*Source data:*

"""

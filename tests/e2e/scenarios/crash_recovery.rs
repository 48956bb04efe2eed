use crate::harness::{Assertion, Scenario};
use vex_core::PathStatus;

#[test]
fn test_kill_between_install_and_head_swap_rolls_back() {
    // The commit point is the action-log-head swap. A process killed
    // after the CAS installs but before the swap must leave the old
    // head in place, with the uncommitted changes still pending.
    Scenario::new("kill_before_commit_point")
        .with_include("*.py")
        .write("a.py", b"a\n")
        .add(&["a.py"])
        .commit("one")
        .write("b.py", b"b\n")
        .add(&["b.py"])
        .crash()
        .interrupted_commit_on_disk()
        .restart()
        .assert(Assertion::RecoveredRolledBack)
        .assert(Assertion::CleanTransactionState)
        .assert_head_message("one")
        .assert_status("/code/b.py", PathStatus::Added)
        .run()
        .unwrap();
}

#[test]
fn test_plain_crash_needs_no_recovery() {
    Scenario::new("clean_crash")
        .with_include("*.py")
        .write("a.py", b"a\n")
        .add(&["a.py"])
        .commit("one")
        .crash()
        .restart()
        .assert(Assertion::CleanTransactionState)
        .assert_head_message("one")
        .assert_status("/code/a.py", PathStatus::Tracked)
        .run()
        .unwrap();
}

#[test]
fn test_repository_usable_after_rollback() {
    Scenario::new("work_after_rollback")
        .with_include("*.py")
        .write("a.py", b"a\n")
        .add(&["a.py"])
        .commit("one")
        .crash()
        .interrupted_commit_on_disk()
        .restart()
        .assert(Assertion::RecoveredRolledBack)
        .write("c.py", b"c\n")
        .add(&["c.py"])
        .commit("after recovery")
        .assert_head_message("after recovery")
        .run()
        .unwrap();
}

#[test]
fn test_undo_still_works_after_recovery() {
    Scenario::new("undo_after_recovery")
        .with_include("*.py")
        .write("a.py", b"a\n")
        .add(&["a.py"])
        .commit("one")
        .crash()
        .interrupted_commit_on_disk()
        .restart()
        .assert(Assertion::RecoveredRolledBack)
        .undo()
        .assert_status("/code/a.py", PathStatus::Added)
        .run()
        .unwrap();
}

"""
"""

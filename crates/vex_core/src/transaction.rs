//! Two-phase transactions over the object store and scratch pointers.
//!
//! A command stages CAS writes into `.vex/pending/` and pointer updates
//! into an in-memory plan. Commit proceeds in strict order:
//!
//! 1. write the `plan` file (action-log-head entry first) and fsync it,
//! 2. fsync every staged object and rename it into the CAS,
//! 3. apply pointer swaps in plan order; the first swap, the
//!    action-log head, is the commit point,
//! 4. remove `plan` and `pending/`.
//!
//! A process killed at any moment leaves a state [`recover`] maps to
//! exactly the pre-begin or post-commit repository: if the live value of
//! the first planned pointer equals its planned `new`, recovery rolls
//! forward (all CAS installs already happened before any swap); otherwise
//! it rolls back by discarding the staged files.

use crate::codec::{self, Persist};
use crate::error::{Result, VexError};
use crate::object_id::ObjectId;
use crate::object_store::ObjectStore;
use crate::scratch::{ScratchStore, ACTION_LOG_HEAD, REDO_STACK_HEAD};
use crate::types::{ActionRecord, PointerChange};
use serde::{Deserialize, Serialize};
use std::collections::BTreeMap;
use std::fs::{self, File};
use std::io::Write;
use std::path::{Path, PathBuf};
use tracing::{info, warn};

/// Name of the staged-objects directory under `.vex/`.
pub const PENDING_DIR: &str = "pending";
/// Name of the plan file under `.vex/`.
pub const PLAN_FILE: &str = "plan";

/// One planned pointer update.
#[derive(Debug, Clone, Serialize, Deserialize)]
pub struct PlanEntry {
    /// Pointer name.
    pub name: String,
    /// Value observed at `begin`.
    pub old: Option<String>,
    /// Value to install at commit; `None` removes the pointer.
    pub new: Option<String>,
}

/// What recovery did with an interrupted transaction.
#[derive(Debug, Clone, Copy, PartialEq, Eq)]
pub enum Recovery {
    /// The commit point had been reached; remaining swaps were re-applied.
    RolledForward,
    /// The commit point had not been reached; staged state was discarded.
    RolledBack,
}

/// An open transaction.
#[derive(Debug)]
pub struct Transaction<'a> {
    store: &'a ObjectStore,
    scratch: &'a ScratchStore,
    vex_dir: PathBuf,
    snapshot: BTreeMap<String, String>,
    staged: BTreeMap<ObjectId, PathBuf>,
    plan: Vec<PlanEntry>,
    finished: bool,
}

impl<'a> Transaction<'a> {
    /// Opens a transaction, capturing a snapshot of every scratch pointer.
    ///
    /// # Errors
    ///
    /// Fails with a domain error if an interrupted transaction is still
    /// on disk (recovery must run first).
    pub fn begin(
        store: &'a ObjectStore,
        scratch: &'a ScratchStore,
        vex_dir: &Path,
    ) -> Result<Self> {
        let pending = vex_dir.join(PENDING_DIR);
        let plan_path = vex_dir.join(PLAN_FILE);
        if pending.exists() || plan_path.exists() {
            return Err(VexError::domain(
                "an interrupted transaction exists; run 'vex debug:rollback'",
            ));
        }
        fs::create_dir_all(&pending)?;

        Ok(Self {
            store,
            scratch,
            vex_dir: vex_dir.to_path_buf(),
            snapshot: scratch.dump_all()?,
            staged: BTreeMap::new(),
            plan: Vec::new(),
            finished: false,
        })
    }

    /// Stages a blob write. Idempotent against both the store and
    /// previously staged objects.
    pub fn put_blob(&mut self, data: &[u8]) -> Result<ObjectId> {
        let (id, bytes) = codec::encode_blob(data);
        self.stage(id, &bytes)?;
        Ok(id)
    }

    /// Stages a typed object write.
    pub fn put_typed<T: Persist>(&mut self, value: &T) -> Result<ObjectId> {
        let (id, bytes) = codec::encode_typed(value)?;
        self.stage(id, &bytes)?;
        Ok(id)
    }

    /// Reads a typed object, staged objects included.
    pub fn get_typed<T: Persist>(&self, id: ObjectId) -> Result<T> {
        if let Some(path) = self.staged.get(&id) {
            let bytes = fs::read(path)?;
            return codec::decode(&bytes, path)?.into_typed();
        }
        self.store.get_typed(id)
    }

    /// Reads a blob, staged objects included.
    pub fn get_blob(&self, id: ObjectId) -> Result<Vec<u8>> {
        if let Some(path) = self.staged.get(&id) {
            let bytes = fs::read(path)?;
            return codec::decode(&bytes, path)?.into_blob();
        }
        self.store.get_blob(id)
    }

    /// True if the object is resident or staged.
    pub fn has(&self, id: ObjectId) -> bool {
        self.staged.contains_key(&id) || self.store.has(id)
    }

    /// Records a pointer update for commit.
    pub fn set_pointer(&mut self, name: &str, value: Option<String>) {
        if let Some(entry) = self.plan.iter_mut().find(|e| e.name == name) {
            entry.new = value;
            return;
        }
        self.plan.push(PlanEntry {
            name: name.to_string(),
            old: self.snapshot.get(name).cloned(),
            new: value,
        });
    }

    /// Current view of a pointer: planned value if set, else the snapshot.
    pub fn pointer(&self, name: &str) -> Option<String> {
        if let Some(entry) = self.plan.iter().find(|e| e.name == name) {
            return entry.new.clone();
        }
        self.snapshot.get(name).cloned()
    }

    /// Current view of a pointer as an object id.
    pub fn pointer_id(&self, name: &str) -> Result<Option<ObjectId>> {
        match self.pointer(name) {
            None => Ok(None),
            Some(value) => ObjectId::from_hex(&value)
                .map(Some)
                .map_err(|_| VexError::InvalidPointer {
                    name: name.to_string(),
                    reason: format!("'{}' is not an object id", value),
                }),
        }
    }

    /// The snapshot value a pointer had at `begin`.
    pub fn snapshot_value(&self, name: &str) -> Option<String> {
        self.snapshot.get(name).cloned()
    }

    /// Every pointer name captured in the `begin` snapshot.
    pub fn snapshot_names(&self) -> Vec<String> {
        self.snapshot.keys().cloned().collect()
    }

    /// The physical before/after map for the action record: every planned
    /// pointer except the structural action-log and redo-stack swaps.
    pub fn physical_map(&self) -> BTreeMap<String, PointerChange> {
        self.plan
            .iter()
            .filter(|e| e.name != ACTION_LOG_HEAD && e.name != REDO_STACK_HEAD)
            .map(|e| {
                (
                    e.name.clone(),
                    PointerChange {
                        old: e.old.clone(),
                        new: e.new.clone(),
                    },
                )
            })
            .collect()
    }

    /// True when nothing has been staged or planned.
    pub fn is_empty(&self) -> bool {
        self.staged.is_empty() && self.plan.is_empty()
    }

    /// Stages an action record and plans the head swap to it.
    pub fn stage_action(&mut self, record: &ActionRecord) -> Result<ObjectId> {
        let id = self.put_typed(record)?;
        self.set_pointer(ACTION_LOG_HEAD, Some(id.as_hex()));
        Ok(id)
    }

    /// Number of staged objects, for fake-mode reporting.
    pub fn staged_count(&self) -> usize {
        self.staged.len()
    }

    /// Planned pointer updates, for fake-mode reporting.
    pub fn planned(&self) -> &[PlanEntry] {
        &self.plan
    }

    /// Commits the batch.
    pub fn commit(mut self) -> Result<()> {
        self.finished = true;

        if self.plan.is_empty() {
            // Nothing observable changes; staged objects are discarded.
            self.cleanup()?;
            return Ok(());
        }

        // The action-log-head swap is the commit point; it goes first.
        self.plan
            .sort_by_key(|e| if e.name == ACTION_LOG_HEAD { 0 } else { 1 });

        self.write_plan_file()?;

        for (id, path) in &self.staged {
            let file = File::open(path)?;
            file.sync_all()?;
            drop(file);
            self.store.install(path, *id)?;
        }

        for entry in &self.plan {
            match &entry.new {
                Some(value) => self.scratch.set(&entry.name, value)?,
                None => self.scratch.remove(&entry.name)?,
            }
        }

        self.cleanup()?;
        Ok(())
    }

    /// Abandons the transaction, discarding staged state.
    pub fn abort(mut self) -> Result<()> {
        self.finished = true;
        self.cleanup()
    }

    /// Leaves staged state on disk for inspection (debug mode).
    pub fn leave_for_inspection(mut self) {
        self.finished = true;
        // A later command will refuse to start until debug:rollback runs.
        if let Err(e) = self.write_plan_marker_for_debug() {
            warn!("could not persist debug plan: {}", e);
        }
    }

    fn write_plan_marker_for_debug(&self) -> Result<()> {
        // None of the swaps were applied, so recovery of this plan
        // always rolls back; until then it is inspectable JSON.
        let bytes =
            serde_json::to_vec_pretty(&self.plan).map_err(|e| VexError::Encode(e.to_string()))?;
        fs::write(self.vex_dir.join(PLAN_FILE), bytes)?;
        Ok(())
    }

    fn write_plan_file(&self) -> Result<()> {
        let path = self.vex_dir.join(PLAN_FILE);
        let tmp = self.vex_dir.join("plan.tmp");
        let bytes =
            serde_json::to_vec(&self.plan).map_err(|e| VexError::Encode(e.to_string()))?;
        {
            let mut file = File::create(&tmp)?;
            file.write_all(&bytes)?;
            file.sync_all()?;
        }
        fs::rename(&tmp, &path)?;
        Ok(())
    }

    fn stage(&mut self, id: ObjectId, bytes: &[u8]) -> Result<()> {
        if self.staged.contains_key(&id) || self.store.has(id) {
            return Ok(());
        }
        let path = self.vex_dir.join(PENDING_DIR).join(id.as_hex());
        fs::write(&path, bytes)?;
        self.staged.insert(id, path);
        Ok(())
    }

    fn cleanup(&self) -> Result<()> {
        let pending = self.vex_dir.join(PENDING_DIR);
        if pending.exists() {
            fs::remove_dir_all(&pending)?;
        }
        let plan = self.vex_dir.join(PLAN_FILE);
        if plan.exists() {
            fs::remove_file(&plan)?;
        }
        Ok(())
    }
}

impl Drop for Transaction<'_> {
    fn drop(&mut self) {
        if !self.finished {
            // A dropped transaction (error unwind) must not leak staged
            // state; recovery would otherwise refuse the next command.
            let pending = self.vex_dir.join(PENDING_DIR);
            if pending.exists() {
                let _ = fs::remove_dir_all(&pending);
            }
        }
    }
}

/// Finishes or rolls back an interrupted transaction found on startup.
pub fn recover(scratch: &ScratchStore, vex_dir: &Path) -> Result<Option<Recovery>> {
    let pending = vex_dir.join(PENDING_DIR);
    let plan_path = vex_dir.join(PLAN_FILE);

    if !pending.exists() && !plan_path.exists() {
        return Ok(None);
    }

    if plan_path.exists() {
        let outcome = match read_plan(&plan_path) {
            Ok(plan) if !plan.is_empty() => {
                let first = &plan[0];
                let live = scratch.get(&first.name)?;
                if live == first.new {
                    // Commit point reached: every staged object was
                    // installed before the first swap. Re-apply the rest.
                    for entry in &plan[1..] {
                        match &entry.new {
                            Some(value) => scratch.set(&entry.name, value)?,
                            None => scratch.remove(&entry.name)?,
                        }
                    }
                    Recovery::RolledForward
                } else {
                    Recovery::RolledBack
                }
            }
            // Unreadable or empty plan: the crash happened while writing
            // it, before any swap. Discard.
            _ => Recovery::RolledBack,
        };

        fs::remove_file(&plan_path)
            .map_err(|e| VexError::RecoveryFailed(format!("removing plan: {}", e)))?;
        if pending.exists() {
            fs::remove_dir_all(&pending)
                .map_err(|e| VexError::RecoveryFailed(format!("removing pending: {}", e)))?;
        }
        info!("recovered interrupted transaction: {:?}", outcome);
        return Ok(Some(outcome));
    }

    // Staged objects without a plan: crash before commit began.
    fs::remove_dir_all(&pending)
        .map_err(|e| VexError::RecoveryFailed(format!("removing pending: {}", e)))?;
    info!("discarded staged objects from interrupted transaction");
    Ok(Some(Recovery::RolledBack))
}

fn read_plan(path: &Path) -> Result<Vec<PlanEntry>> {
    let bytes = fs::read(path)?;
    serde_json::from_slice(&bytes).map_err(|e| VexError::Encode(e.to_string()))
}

"""
"""

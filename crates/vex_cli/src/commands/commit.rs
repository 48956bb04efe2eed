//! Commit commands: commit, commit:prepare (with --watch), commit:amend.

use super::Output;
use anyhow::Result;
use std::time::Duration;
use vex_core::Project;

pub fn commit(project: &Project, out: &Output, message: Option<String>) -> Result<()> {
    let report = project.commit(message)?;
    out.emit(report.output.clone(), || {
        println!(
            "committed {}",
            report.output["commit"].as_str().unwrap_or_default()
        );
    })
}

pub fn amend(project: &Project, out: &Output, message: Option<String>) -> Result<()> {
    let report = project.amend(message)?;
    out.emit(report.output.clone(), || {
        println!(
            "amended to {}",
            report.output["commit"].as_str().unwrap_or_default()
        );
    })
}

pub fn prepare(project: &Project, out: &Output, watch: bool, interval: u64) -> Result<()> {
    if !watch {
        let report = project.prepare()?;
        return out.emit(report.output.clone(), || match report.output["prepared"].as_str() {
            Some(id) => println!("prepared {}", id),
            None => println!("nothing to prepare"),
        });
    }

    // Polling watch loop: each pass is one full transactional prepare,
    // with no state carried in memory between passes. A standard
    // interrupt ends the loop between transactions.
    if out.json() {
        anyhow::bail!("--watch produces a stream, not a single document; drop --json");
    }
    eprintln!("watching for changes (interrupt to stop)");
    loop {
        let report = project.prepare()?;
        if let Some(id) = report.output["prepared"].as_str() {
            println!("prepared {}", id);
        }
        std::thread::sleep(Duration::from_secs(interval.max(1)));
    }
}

"""

*What is expected:*
The answer is the lines above between the line holding "#[derive(Debug, Clone, Copy, PartialEq, Eq)]" and the line holding "pub struct Transaction<'a>", inclusive, each written out exactly, and no others.

*Result of this task:*
#[derive(Debug, Clone, Copy, PartialEq, Eq)]
pub enum Recovery {
    /// The commit point had been reached; remaining swaps were re-applied.
    RolledForward,
    /// The commit point had not been reached; staged state was discarded.
    RolledBack,
}

/// An open transaction.
#[derive(Debug)]
pub struct Transaction<'a> {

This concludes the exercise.